With the new administration taking aggressive action against climate researchers on several fronts, a group calling itself Ann Arbor Data Rescue has announced that, this Friday and Saturday, they will be coordinating volunteers at the University of Michigans’s Shapiro Undergraduate Library, as part of the Penn Program in the Environmental Humanities Data Refuge Project, to preserve vulnerable data sets, ensuring their availability to researchers in the future.
“With every administration change,” organizers of the local event say, “there is a loss digital content due to the lack of a comprehensive strategy for preserving digital government information. The new Presidential administration, however, presents a level of urgency to this problem, with a feeling of at best ambiguity and at worst threat to the study of specific research areas. This is especially true of materials related to climate change and the environment, though other areas may also be at risk. The national Data Refuge project is an attempt to preserve these vulnerable data sets and address the larger problem of born-digital government information.”
For those in who would like to attend – and you don’t have to be an archivist or scientist to do so – work will commence at 10:00 AM on both days. [Details can be found on Facebook.]
And, speaking of the crackdown on environmental scientists, the following, in case you didn’t see it, was making the rounds today on social media. I have no way of knowing if it was, in fact, authored by an EPA staffer, but, given what’s said, it certainly sounds plausible.
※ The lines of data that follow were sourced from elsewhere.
use std::{fmt, str::FromStr};

use crate::foundation::{
    core::Canvas,
    error::{PostcompError, PostcompResult},
};

/// Named output format of a post image.
#[derive(Clone, Copy, Debug, Default, PartialEq, Eq, Hash, serde::Serialize, serde::Deserialize)]
#[serde(try_from = "String", into = "String")]
pub enum Format {
    /// 1080 x 1080 feed post.
    #[default]
    Square,
    /// 1080 x 1920 vertical story.
    Story,
    /// 1200 x 630 link-preview / landscape post.
    Landscape,
}

impl Format {
    /// Every supported format, in display order.
    pub const ALL: [Format; 3] = [Format::Square, Format::Story, Format::Landscape];

    /// Parse a format tag, failing with [`PostcompError::InvalidFormat`] for unknown tags.
    pub fn parse(tag: &str) -> PostcompResult<Self> {
        match tag {
            "square" => Ok(Self::Square),
            "story" => Ok(Self::Story),
            "landscape" => Ok(Self::Landscape),
            other => Err(PostcompError::InvalidFormat(other.to_string())),
        }
    }

    pub fn as_str(self) -> &'static str {
        match self {
            Self::Square => "square",
            Self::Story => "story",
            Self::Landscape => "landscape",
        }
    }

    /// Fixed pixel dimensions of this format.
    pub fn canvas(self) -> Canvas {
        match self {
            Self::Square => Canvas::new(1080, 1080),
            Self::Story => Canvas::new(1080, 1920),
            Self::Landscape => Canvas::new(1200, 630),
        }
    }
}

/// Resolve a format tag straight to its canvas dimensions.
pub fn resolve_format(tag: &str) -> PostcompResult<Canvas> {
    Format::parse(tag).map(Format::canvas)
}

impl fmt::Display for Format {
    fn fmt(&self, f: &mut fmt::Formatter<'_>) -> fmt::Result {
        f.write_str(self.as_str())
    }
}

impl FromStr for Format {
    type Err = PostcompError;

    fn from_str(s: &str) -> Result<Self, Self::Err> {
        Self::parse(s)
    }
}

impl TryFrom<String> for Format {
    type Error = PostcompError;

    fn try_from(value: String) -> Result<Self, Self::Error> {
        Self::parse(&value)
    }
}

impl From<Format> for String {
    fn from(value: Format) -> Self {
        value.as_str().to_string()
    }
}

#[cfg(test)]
#[path = "../../tests/unit/layout/format.rs"]
mod tests;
So I work at the EPA and yeah it’s as bad as you are hearing:
The entire agency is under lockdown, the website, facebook, twitter, you name it is static and can’t be updated. All reports, findings, permits and studies are frozen and not to be released. No presentations or meetings with outside groups are to be scheduled.
Any Press contacting us are to be directed to the Press Office which is also silenced and will give no response.
All grants and contracts are frozen from the contractors working on Superfund sites to grad school students working on their thesis.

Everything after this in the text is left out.